During summer the agricultural areas are usually the coolest in the region during day and night. Reasons for this are 1) that plant cover in agricultural areas reduces the amount of absorbed solar radiation and subsequently heat storage in the agricultural soils and 2) irrigation. Because of flood irrigation the bare soil in agricultural fields is usually moist. However, evaporation reduces heat storage relative to desert soils even though the albedo of moist soils is lower and heat capacity higher. For most parts of the year desert soil is dry and therefore has larger heat storage. The ground heat flux of the two land use categories is similar during day- and nighttime (Fig. 7). During nighttime, the QH for irrigated agricultural LULC is ∼−75 W m−2 indicating that surface temperature is lower than air temperature. Because of soil evaporation a positive nighttime QE of ∼75 W m−2 is simulated.

For the urban land use categories the nighttime net radiation amounts to ∼−200 W m−2 leading to a warming of the atmosphere in the city. With maximum values of ∼150 W m−2 the ground heat flux for the commercial/industrial category is significantly higher than for the other land use types.

Based on the simulations, we conclude that land use characteristics that evolved over the past 35 years in the Phoenix metropolitan region have had a significant impact on near-surface air temperatures occurring during EHEs in the area. Daytime temperatures are higher because of the conversion of agricultural to urban land use, which occurred in the first two decades of this rapid urbanization (mid-1970s to mid-1990s). Land use changes in the past ∼15 years include conversion of desert to urban land use, which has led predominantly to an increase in nighttime air temperatures.

From the simulations the area experiencing extreme daytime temperatures increased between the years 1973 and 2005 by ∼1000 km2 from ∼500 to ∼1500 km2. This corresponds to the area that experienced a transition from irrigated agricultural to urban land use. The area lost the cooling effect of irrigation and is therefore now similarly hot as desert and previously urbanized areas. The area experiencing elevated nighttime temperatures increased by ∼1800 km2 from ∼500 km2 in 1973 to 2300 km2 in 2005 and includes the area that was transformed from formerly agricultural and desert into urban land use.

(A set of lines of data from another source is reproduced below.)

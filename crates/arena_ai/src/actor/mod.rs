//! Actor domain: жизненный цикл агентов арены
//!
//! Содержит:
//! - Death / respawn (Dead маркер, Respawn timestamp, jitter)
//! - Spawn bundles (guard, strategist, obstacle, pickup)
//!
//! Базовые компоненты (Actor, Health, Ammo): в crate::components.

pub mod respawn;
pub mod spawn;

// Re-export all
pub use respawn::*;
pub use spawn::*;
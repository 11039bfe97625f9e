//! Observation vector для RL агента (только форма интерфейса).
//!
//! Layout: [health01, ammo01, has_target, local_x, local_z, distance01].
//! Без цели: [health01, ammo01, 0, 0, 0, 1].

use bevy::prelude::*;

use crate::components::ResourceState;
use crate::perception::Perception;
use crate::shared::AgentPose;

pub const OBSERVATION_SIZE: usize = 6;

/// Нормализация дистанции до цели
pub const OBSERVATION_DISTANCE_SCALE: f32 = 25.0;

pub fn observation_vector(
    pose: &AgentPose,
    perception: &Perception,
    resources: &dyn ResourceState,
) -> [f32; OBSERVATION_SIZE] {
    let health01 = resources.health01();
    // Нет боезапаса → считаем полным
    let ammo01 = resources.ammo01().unwrap_or(1.0);

    let Some((_, target_position)) = perception.visible_target() else {
        return [health01, ammo01, 0.0, 0.0, 0.0, 1.0];
    };

    let to_target = target_position - pose.position;
    let direction = to_target.normalize_or_zero();

    // Локальные оси агента: forward = +z, right = +x
    let forward = pose.forward;
    let right = forward.cross(Vec3::Y);

    [
        health01,
        ammo01,
        1.0,
        direction.dot(right),
        direction.dot(forward),
        (to_target.length() / OBSERVATION_DISTANCE_SCALE).clamp(0.0, 1.0),
    ]
}

#[cfg(test)]
mod tests {
    use super::*;
    use crate::components::ResourceSnapshot;

    #[test]
    fn test_observation_without_target() {
        let pose = AgentPose::new(Vec3::ZERO, Vec3::NEG_Z);
        let resources = ResourceSnapshot {
            health01: 0.5,
            ammo01: None,
        };

        let obs = observation_vector(&pose, &Perception::default(), &resources);
        assert_eq!(obs, [0.5, 1.0, 0.0, 0.0, 0.0, 1.0]);
    }

    #[test]
    fn test_observation_target_in_local_space() {
        let pose = AgentPose::new(Vec3::ZERO, Vec3::NEG_Z);
        let resources = ResourceSnapshot {
            health01: 1.0,
            ammo01: Some(0.25),
        };
        // Цель справа (+X при forward = -Z), 5 м
        let perception = Perception {
            current_target: Some(Entity::from_raw(3)),
            last_known_target_position: Vec3::new(5.0, 0.0, 0.0),
            has_line_of_sight: true,
        };

        let obs = observation_vector(&pose, &perception, &resources);
        assert_eq!(obs[..3], [1.0, 0.25, 1.0]);
        assert!((obs[3] - 1.0).abs() < 1e-5, "local x = {}", obs[3]);
        assert!(obs[4].abs() < 1e-5, "local z = {}", obs[4]);
        assert!((obs[5] - 0.2).abs() < 1e-5);
    }
}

We assumed that building morphology of the urban core did not change significantly when assigning values to parameters in the LULC categories. Future urban development might lead to an increase in building density and building heights in the region by replacing the now largely suburban development with multistory buildings. This would potentially lead to local temperature changes that differ from these results. Future intensification and temporal expansion of EHE episodes is also possible because of global warming. Although the interactions of LULC changes and global climate change and their effect on the severity of summer EHEs in the region were not investigated here, it can be assumed that the region will be highly sensitive to any additional warming.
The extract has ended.